#### Assignment:
The word "RawMockRecord" occurs in some of the lines below; copy each of those lines.

#### Records supplied:

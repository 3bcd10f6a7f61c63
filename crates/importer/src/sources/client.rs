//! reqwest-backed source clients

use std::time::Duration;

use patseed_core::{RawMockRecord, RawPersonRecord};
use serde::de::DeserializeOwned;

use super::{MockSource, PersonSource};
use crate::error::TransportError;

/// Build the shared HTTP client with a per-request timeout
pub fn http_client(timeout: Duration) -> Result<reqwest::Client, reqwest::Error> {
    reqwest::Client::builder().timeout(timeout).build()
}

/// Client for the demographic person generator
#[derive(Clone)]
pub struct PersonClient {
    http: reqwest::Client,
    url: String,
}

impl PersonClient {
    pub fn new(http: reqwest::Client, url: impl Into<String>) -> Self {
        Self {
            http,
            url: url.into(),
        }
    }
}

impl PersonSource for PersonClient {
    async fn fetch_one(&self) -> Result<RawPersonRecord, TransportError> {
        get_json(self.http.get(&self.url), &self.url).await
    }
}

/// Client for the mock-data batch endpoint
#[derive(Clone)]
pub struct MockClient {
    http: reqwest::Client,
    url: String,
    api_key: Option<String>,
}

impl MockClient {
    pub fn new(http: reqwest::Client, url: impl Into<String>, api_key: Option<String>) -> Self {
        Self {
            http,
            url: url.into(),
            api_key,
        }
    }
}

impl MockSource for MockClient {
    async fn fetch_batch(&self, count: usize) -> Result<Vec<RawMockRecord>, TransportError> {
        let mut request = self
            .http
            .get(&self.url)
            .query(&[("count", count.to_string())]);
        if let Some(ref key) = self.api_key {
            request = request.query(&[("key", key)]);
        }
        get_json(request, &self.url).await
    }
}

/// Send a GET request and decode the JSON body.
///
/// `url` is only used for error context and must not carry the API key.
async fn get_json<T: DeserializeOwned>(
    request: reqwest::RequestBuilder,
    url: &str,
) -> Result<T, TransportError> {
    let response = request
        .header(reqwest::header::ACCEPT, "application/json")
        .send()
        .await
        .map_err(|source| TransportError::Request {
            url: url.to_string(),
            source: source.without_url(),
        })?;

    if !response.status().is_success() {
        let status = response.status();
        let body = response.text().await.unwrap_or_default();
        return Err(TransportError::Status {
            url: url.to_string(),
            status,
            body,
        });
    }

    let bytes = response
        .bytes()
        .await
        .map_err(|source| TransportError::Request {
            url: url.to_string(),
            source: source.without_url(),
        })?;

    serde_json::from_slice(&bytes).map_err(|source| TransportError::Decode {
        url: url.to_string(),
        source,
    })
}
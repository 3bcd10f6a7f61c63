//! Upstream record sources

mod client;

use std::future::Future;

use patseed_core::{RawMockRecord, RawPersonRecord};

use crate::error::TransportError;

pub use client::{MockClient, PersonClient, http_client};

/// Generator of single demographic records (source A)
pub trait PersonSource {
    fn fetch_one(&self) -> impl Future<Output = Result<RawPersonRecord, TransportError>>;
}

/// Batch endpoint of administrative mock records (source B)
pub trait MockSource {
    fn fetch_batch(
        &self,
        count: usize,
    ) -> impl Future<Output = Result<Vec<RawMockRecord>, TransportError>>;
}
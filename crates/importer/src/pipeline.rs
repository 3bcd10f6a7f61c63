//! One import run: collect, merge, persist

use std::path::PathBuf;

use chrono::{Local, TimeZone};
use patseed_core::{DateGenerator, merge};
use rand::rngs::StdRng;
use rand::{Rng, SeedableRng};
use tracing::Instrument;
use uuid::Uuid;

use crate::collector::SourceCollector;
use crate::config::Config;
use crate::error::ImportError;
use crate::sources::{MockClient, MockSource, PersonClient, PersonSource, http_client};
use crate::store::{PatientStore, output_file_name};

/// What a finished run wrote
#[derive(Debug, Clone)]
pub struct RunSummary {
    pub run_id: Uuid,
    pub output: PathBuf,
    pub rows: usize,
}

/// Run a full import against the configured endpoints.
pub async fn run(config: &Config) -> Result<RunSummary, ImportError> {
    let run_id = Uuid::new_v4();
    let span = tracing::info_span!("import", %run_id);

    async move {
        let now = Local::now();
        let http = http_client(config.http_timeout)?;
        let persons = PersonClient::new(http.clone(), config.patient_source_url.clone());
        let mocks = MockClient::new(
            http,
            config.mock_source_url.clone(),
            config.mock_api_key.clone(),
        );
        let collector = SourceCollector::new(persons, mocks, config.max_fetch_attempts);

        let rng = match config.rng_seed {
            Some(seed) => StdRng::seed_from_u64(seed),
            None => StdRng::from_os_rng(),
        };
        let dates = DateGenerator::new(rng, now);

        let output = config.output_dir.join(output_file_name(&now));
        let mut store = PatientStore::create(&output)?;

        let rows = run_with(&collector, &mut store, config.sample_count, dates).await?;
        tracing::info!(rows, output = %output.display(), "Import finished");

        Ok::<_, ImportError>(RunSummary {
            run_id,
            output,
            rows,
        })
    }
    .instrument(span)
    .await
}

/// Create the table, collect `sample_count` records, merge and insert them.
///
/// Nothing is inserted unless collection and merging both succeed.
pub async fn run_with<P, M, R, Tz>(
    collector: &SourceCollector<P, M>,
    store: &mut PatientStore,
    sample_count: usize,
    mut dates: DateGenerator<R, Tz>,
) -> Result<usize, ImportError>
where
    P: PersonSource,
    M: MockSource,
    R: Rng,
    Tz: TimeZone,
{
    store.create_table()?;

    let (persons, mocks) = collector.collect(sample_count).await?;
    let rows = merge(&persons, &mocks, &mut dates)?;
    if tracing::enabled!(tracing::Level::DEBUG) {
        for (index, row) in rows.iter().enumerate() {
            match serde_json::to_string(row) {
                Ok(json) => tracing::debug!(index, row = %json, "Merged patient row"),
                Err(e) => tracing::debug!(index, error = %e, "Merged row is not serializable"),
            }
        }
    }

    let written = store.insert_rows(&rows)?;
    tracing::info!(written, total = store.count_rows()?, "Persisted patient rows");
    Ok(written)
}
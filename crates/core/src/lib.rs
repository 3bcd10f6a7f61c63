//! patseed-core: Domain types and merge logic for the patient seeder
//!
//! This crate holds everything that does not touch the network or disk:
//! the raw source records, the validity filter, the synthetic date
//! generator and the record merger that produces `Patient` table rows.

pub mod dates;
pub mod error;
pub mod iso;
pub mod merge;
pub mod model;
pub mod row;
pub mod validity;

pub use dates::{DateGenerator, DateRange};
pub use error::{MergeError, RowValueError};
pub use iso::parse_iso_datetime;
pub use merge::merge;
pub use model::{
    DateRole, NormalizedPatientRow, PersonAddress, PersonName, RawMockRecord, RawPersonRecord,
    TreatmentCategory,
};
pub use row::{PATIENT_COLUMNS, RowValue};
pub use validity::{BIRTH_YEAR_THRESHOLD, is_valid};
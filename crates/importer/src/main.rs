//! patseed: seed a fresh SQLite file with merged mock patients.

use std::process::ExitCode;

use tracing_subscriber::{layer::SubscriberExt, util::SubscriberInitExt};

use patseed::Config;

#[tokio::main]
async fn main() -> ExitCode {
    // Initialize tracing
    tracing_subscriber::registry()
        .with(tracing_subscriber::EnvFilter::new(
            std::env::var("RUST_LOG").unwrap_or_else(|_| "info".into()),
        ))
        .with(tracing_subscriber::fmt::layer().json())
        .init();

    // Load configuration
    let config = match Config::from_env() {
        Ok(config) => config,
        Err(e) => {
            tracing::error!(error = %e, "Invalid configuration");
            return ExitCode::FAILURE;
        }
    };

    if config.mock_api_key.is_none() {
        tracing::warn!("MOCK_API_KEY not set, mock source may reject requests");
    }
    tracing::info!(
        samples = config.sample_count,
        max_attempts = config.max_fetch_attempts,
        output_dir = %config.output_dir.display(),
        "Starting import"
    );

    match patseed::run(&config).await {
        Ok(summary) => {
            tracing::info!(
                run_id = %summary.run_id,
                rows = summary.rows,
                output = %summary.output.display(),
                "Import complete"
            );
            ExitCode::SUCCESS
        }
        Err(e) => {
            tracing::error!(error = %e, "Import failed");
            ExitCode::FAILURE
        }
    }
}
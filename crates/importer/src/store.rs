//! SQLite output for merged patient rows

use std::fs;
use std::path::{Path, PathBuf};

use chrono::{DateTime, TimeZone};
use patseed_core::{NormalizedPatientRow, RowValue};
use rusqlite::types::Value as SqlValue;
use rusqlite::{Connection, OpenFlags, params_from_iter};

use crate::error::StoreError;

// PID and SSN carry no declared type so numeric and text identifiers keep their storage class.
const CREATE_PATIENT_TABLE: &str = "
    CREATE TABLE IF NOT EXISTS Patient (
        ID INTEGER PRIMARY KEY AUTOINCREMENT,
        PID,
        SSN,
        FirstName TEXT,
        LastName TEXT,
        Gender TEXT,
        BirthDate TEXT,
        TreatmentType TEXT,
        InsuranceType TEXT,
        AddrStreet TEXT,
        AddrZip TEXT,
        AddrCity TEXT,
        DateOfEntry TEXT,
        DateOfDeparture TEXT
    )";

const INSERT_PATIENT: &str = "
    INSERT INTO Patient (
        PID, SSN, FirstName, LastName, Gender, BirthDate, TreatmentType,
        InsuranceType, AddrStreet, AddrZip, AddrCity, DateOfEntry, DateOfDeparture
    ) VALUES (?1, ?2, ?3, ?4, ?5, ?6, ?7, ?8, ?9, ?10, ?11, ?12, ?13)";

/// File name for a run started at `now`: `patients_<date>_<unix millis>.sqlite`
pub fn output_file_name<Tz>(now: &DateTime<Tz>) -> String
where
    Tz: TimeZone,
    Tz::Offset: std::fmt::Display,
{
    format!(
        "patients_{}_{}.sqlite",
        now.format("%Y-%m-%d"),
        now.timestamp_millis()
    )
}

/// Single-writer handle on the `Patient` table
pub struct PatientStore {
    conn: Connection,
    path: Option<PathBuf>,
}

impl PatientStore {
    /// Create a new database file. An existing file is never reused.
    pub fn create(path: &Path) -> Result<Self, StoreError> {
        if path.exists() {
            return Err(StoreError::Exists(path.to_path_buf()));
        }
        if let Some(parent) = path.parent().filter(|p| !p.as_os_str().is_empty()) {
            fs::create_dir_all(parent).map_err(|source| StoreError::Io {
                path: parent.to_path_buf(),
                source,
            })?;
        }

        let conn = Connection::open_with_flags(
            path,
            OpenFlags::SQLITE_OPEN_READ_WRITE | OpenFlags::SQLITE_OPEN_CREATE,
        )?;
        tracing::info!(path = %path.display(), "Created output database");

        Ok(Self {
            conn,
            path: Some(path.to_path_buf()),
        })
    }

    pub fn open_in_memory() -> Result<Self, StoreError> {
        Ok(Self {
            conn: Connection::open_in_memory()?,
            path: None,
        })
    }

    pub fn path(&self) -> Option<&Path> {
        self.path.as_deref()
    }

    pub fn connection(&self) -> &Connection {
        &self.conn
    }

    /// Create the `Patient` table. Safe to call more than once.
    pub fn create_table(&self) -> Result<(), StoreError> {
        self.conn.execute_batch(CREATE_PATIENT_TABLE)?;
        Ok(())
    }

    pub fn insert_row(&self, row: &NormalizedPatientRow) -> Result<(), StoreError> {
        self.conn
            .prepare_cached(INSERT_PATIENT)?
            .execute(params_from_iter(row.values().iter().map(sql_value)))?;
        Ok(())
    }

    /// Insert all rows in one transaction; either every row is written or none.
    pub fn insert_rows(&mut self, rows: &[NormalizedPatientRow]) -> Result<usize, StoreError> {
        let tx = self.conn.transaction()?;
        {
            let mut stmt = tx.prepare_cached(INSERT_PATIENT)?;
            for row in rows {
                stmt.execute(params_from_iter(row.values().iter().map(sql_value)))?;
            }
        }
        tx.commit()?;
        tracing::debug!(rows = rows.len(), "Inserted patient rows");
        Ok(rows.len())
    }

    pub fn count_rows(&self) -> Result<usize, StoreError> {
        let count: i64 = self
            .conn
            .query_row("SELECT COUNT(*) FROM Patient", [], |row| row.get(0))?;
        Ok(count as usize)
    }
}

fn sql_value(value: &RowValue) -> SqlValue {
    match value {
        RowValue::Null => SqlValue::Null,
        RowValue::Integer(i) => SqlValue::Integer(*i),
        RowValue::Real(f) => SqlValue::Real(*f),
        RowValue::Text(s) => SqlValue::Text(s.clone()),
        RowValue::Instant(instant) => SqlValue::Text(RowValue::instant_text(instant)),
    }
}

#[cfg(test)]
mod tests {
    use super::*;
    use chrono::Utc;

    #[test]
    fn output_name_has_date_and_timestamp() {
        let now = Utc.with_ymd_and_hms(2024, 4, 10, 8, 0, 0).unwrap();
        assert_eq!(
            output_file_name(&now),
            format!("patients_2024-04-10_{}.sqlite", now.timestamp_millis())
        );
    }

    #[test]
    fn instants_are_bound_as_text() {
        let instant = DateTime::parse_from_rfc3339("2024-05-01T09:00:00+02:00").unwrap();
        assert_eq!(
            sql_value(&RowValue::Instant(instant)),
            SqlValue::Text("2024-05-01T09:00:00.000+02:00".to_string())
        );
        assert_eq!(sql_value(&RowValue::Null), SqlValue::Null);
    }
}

#### Written solution:
use patseed_core::{RawMockRecord, RawPersonRecord};
    async fn fetch_batch(&self, count: usize) -> Result<Vec<RawMockRecord>, TransportError> {
use patseed_core::{RawMockRecord, RawPersonRecord};
    ) -> impl Future<Output = Result<Vec<RawMockRecord>, TransportError>>;
    DateRole, NormalizedPatientRow, PersonAddress, PersonName, RawMockRecord, RawPersonRecord,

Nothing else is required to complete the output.